=== Begin Enclosure ===

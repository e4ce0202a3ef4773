//! Headless frame output: SVG markup to pixels via `usvg`/`resvg`, and PNG via `image`.

use std::{path::Path, sync::Arc};

use crate::foundation::error::{EpiError, EpiResult};

/// One rasterized frame, premultiplied RGBA8, row-major.
#[derive(Clone, Debug)]
pub struct RasterFrame {
    pub width: u32,
    pub height: u32,
    pub data: Vec<u8>,
}

/// Parse SVG markup. System fonts are loaded only when the markup has text to shape.
pub fn parse_svg(svg: &str) -> EpiResult<usvg::Tree> {
    let mut opts = usvg::Options::default();
    if svg.contains("<text") {
        let mut db = usvg::fontdb::Database::new();
        db.load_system_fonts();
        opts.fontdb = Arc::new(db);
    }
    usvg::Tree::from_str(svg, &opts).map_err(|e| EpiError::render(format!("parse svg: {e}")))
}

/// Rasterize `svg` at its intrinsic size over a solid straight-alpha `background`.
#[tracing::instrument(skip(svg))]
pub fn rasterize_svg(svg: &str, background: [u8; 4]) -> EpiResult<RasterFrame> {
    let tree = parse_svg(svg)?;
    let size = tree.size();
    let width = to_px(size.width())?;
    let height = to_px(size.height())?;

    let mut pixmap = resvg::tiny_skia::Pixmap::new(width, height)
        .ok_or_else(|| EpiError::render("failed to allocate pixmap"))?;
    let [r, g, b, a] = background;
    pixmap.fill(resvg::tiny_skia::Color::from_rgba8(r, g, b, a));

    let sx = (width as f32) / size.width();
    let sy = (height as f32) / size.height();
    resvg::render(
        &tree,
        resvg::tiny_skia::Transform::from_scale(sx, sy),
        &mut pixmap.as_mut(),
    );

    Ok(RasterFrame {
        width,
        height,
        data: pixmap.data().to_vec(),
    })
}

fn to_px(v: f32) -> EpiResult<u32> {
    const MAX_DIM: u32 = 16_384;
    if !v.is_finite() || v <= 0.0 {
        return Err(EpiError::render("svg has invalid width/height"));
    }
    let px = (v.ceil() as u32).max(1);
    if px > MAX_DIM {
        return Err(EpiError::render(format!(
            "svg raster size too large: {px} (max {MAX_DIM})"
        )));
    }
    Ok(px)
}

/// Write `frame` as a PNG, converting back to straight alpha.
pub fn write_png(path: &Path, frame: &RasterFrame) -> EpiResult<()> {
    let mut straight = frame.data.clone();
    unpremultiply_in_place(&mut straight);
    image::save_buffer_with_format(
        path,
        &straight,
        frame.width,
        frame.height,
        image::ColorType::Rgba8,
        image::ImageFormat::Png,
    )
    .map_err(|e| EpiError::render(format!("write png '{}': {e}", path.display())))
}

fn unpremultiply_in_place(rgba: &mut [u8]) {
    for px in rgba.chunks_exact_mut(4) {
        let a = u16::from(px[3]);
        if a == 0 || a == 255 {
            continue;
        }
        for c in &mut px[..3] {
            *c = ((u16::from(*c) * 255 + a / 2) / a).min(255) as u8;
        }
    }
}

#[cfg(test)]
#[path = "../../tests/unit/render/raster.rs"]
mod tests;
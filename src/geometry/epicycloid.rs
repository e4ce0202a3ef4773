use crate::{
    foundation::core::{Point, fixed3},
    foundation::error::{EpiError, EpiResult},
    geometry::angle::{PI, TAU},
};

/// Samples per cusp. Controls curve smoothness.
pub const POINT_DENSITY: usize = 50;

/// Point table and progressive path strings for one epicycloid.
///
/// A roller of radius 1 rolls outside a hub of radius `cusps`; the pen sits on the roller rim.
/// The table is computed once at construction. [`EpiCycloid::path_to`] only slices a prebuilt
/// string, so it is cheap enough to call for every curve on every frame.
#[derive(Clone, Debug)]
pub struct EpiCycloid {
    cusps: u32,
    points: Vec<Point>,
    // "M x0 y0 L x1 y1 ..." for the whole table.
    path: String,
    // path[..ends[k]] is the path through point k.
    ends: Vec<usize>,
}

impl EpiCycloid {
    /// Build the point table for `cusps` cusps. Zero cusps is rejected.
    pub fn new(cusps: u32) -> EpiResult<Self> {
        if cusps == 0 {
            return Err(EpiError::validation("epicycloid cusp count must be >= 1"));
        }

        let total = cusps as usize * POINT_DENSITY;
        let last = (total - 1) as f64;
        let points: Vec<Point> = (0..total)
            .map(|i| point_on(cusps, TAU * i as f64 / last))
            .collect();

        let mut path = String::with_capacity(total * 20);
        let mut ends = Vec::with_capacity(total);
        for (i, p) in points.iter().enumerate() {
            path.push_str(if i == 0 { "M " } else { " L " });
            path.push_str(&fixed3(p.x));
            path.push(' ');
            path.push_str(&fixed3(p.y));
            ends.push(path.len());
        }

        Ok(Self {
            cusps,
            points,
            path,
            ends,
        })
    }

    pub fn cusps(&self) -> u32 {
        self.cusps
    }

    /// `cusps * POINT_DENSITY`.
    pub fn total_points(&self) -> usize {
        self.points.len()
    }

    pub fn points(&self) -> &[Point] {
        &self.points
    }

    /// Pen position at `angle` (radians of roller travel around the hub).
    pub fn point(&self, angle: f64) -> Point {
        point_on(self.cusps, angle)
    }

    /// Number of table points revealed at `angle`, in `1..=total_points()`.
    ///
    /// Negative and NaN angles clamp to the lone move-to point; angles past a full turn clamp to
    /// the whole table.
    pub fn points_revealed(&self, angle: f64) -> usize {
        let total = self.total_points();
        if !(angle > 0.0) {
            return 1;
        }
        let n = (total as f64 * angle / TAU + 1.0).min(total as f64);
        (n.floor() as usize).clamp(1, total)
    }

    /// Path description through every point revealed at `angle`.
    pub fn path_to(&self, angle: f64) -> &str {
        let k = self.points_revealed(angle);
        &self.path[..self.ends[k - 1]]
    }
}

fn point_on(cusps: u32, angle: f64) -> Point {
    let roll_radius = 1.0 + f64::from(cusps);
    let pen_angle = (1.0 + f64::from(cusps)) * angle - PI;
    Point::new(
        roll_radius * angle.cos() + pen_angle.cos(),
        roll_radius * angle.sin() + pen_angle.sin(),
    )
}

#[cfg(test)]
#[path = "../../tests/unit/geometry/epicycloid.rs"]
mod tests;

=== End Enclosure ===

◆ Exercise ◆
Retype all of the data exactly, so that nothing differs from what is given.

◆ Solution to this problem ◆
repository e4ce0202a3ef4773
//! Headless frame output: SVG markup to pixels via `usvg`/`resvg`, and PNG via `image`.

use std::{path::Path, sync::Arc};

use crate::foundation::error::{EpiError, EpiResult};

/// One rasterized frame, premultiplied RGBA8, row-major.
#[derive(Clone, Debug)]
pub struct RasterFrame {
    pub width: u32,
    pub height: u32,
    pub data: Vec<u8>,
}

/// Parse SVG markup. System fonts are loaded only when the markup has text to shape.
pub fn parse_svg(svg: &str) -> EpiResult<usvg::Tree> {
    let mut opts = usvg::Options::default();
    if svg.contains("<text") {
        let mut db = usvg::fontdb::Database::new();
        db.load_system_fonts();
        opts.fontdb = Arc::new(db);
    }
    usvg::Tree::from_str(svg, &opts).map_err(|e| EpiError::render(format!("parse svg: {e}")))
}

/// Rasterize `svg` at its intrinsic size over a solid straight-alpha `background`.
#[tracing::instrument(skip(svg))]
pub fn rasterize_svg(svg: &str, background: [u8; 4]) -> EpiResult<RasterFrame> {
    let tree = parse_svg(svg)?;
    let size = tree.size();
    let width = to_px(size.width())?;
    let height = to_px(size.height())?;

    let mut pixmap = resvg::tiny_skia::Pixmap::new(width, height)
        .ok_or_else(|| EpiError::render("failed to allocate pixmap"))?;
    let [r, g, b, a] = background;
    pixmap.fill(resvg::tiny_skia::Color::from_rgba8(r, g, b, a));

    let sx = (width as f32) / size.width();
    let sy = (height as f32) / size.height();
    resvg::render(
        &tree,
        resvg::tiny_skia::Transform::from_scale(sx, sy),
        &mut pixmap.as_mut(),
    );

    Ok(RasterFrame {
        width,
        height,
        data: pixmap.data().to_vec(),
    })
}

fn to_px(v: f32) -> EpiResult<u32> {
    const MAX_DIM: u32 = 16_384;
    if !v.is_finite() || v <= 0.0 {
        return Err(EpiError::render("svg has invalid width/height"));
    }
    let px = (v.ceil() as u32).max(1);
    if px > MAX_DIM {
        return Err(EpiError::render(format!(
            "svg raster size too large: {px} (max {MAX_DIM})"
        )));
    }
    Ok(px)
}

/// Write `frame` as a PNG, converting back to straight alpha.
pub fn write_png(path: &Path, frame: &RasterFrame) -> EpiResult<()> {
    let mut straight = frame.data.clone();
    unpremultiply_in_place(&mut straight);
    image::save_buffer_with_format(
        path,
        &straight,
        frame.width,
        frame.height,
        image::ColorType::Rgba8,
        image::ImageFormat::Png,
    )
    .map_err(|e| EpiError::render(format!("write png '{}': {e}", path.display())))
}

fn unpremultiply_in_place(rgba: &mut [u8]) {
    for px in rgba.chunks_exact_mut(4) {
        let a = u16::from(px[3]);
        if a == 0 || a == 255 {
            continue;
        }
        for c in &mut px[..3] {
            *c = ((u16::from(*c) * 255 + a / 2) / a).min(255) as u8;
        }
    }
}

#[cfg(test)]
#[path = "../../tests/unit/render/raster.rs"]
mod tests;
filename src/geometry/epicycloid.rs
repository e4ce0202a3ef4773
use crate::{
    foundation::core::{Point, fixed3},
    foundation::error::{EpiError, EpiResult},
    geometry::angle::{PI, TAU},
};

/// Samples per cusp. Controls curve smoothness.
pub const POINT_DENSITY: usize = 50;

/// Point table and progressive path strings for one epicycloid.
///
/// A roller of radius 1 rolls outside a hub of radius `cusps`; the pen sits on the roller rim.
/// The table is computed once at construction. [`EpiCycloid::path_to`] only slices a prebuilt
/// string, so it is cheap enough to call for every curve on every frame.
#[derive(Clone, Debug)]
pub struct EpiCycloid {
    cusps: u32,
    points: Vec<Point>,
    // "M x0 y0 L x1 y1 ..." for the whole table.
    path: String,
    // path[..ends[k]] is the path through point k.
    ends: Vec<usize>,
}

impl EpiCycloid {
    /// Build the point table for `cusps` cusps. Zero cusps is rejected.
    pub fn new(cusps: u32) -> EpiResult<Self> {
        if cusps == 0 {
            return Err(EpiError::validation("epicycloid cusp count must be >= 1"));
        }

        let total = cusps as usize * POINT_DENSITY;
        let last = (total - 1) as f64;
        let points: Vec<Point> = (0..total)
            .map(|i| point_on(cusps, TAU * i as f64 / last))
            .collect();

        let mut path = String::with_capacity(total * 20);
        let mut ends = Vec::with_capacity(total);
        for (i, p) in points.iter().enumerate() {
            path.push_str(if i == 0 { "M " } else { " L " });
            path.push_str(&fixed3(p.x));
            path.push(' ');
            path.push_str(&fixed3(p.y));
            ends.push(path.len());
        }

        Ok(Self {
            cusps,
            points,
            path,
            ends,
        })
    }

    pub fn cusps(&self) -> u32 {
        self.cusps
    }

    /// `cusps * POINT_DENSITY`.
    pub fn total_points(&self) -> usize {
        self.points.len()
    }

    pub fn points(&self) -> &[Point] {
        &self.points
    }

    /// Pen position at `angle` (radians of roller travel around the hub).
    pub fn point(&self, angle: f64) -> Point {
        point_on(self.cusps, angle)
    }

    /// Number of table points revealed at `angle`, in `1..=total_points()`.
    ///
    /// Negative and NaN angles clamp to the lone move-to point; angles past a full turn clamp to
    /// the whole table.
    pub fn points_revealed(&self, angle: f64) -> usize {
        let total = self.total_points();
        if !(angle > 0.0) {
            return 1;
        }
        let n = (total as f64 * angle / TAU + 1.0).min(total as f64);
        (n.floor() as usize).clamp(1, total)
    }

    /// Path description through every point revealed at `angle`.
    pub fn path_to(&self, angle: f64) -> &str {
        let k = self.points_revealed(angle);
        &self.path[..self.ends[k - 1]]
    }
}

fn point_on(cusps: u32, angle: f64) -> Point {
    let roll_radius = 1.0 + f64::from(cusps);
    let pen_angle = (1.0 + f64::from(cusps)) * angle - PI;
    Point::new(
        roll_radius * angle.cos() + pen_angle.cos(),
        roll_radius * angle.sin() + pen_angle.sin(),
    )
}

#[cfg(test)]
#[path = "../../tests/unit/geometry/epicycloid.rs"]
mod tests;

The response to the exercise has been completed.